Velsheda

Observant readers will have noticed from this issue’s Planning matters column that the skeletal building on the Wet Dock known for years as ‘The Wine Rack’ was given a new name on the planning application. Far from being named after a Nordic goddess, as your editor thought, it is named after a large yacht. Designed by Charles Nicholson and built by Camper & Nicholson in 1933 for Mr W.L. Stephenson, the owner of the Woolworth shop chain, she was built in 1933 at Gosport. She was Nicholson’s second design for a J Class and Stephenson’s second big yacht. ‘Velsheda’ was named after Stephenson’s three daughters, Velma, Sheila and Daphne. So, perhaps quite an appropriate name for a site near ‘Regatta Quay’ (ugh!), sorry, Albion Wharf.

 

Graffiti (or tagging)

While a debate can be had about whether there is a difference between these two words, there have been spates of spray-can and marker-pen writings on buildings, street furniture and even road surfaces in Ipswich. It is a form of permanent litter spread by residents or visitors who, presumably want to ‘make their mark’. The Borough Council’s Graffiti Team has to navigate property-ownership, legal indemnity and relevant permissions, in addition to the use of correct solvents and steam-cleaning, to remove marks. In these times of shrunken budgets, and given the growing problem, we have to be patient and encouraging of our authority. We can all play our part by reporting new graffiti online or by telephone. The quicker it is cleaned off, the less likelihood there is of further marks at the same site (the same principle applies to litter).

 

Which brings us to…

Cable ties: the new litter

Let’s not be too negative, but street advertisers/fly-posters are using more of these nylon fixings to attach placards and notices to railings, fences and posts. If they remove posters after an event, they often leave the almost unbreakable cable ties attached.

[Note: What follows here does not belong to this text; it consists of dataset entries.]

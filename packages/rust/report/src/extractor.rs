//! Normalizes a heterogeneous engine result into one reportable text body.

use tracing::{debug, error};

use landeval_shared::{AnalysisResult, StepStatus};

/// Delimiter separating an engine step's reasoning preamble from its
/// final answer.
pub const FINAL_ANSWER_MARKER: &str = "Final Answer:";

/// Fixed diagnostic body used when no text can be recovered at all.
/// A degraded report is always preferable to no report.
pub const EXTRACTION_FAILED_NOTICE: &str =
    "Report extraction failed. Check the run logs for more information.";

/// Extract the report body from a classified engine result.
///
/// Resolution order, first match wins:
/// 1. Plain text is returned unchanged.
/// 2. Structured outcomes are scanned in reverse for the first completed
///    step with non-empty output; a `Final Answer:` delimiter keeps only
///    the substring after its first occurrence, trimmed.
/// 3. Otherwise the raw value's textual representation.
///
/// This function never fails — the worst case is the fixed diagnostic
/// notice, so a report is always attempted downstream.
pub fn extract_report_text(result: &AnalysisResult) -> String {
    match result {
        AnalysisResult::PlainText(text) => text.clone(),
        AnalysisResult::Structured { steps, raw } => {
            for step in steps.iter().rev() {
                if step.status == StepStatus::Completed && !step.output.is_empty() {
                    return split_final_answer(&step.output);
                }
            }
            debug!("no completed step with output, falling back to raw value");
            value_text(raw)
        }
        AnalysisResult::Unknown(value) => value_text(value),
    }
}

/// Keep only the text after the first `Final Answer:` marker, trimmed.
/// Output without the marker is returned verbatim.
fn split_final_answer(output: &str) -> String {
    match output.split_once(FINAL_ANSWER_MARKER) {
        Some((_, answer)) => answer.trim().to_string(),
        None => output.to_string(),
    }
}

/// Textual representation of an arbitrary JSON value.
fn value_text(value: &serde_json::Value) -> String {
    if let serde_json::Value::String(s) = value {
        return s.clone();
    }
    serde_json::to_string_pretty(value).unwrap_or_else(|e| {
        error!(error = %e, "could not serialize raw engine result");
        EXTRACTION_FAILED_NOTICE.to_string()
    })
}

Perhaps we should all carry a pair of scissors/snippers in our pocket and remove these blighters when we spot them.

 

Photoeast festival

Photoeast returned to Ipswich in May-June 2018 for its second biennial festival of photography. We should be grateful that this regional celebration is based at the University’s Waterfront Building, not least because it enables the use of much of the Wet Dock quays for events: the photography/dance/video performance Carte postale in DanceEast, billboard exhibitions on the northern quays, Mark Power’s Shipping forecast exhibition, lectures, slide- shows in a (very hot) container near the Cult Bar, shows in the reopened La Tour Café etc…

 

“Them bridges agin…”

Our photograph shows Ipswich Society Chairman, John Norman, Ipswich Mayor Cllr. Sarah Barber and our AGM speaker, Suzanne Buck SCC Team Leader on ‘The Bridges’ who summarised progress on the Upper Orwell Crossings projects on April 18, 2018 in the UoS Waterfront Building. This was certainly a topic of great interest and concern to attendees and a fuller account of the evening appears on page 11.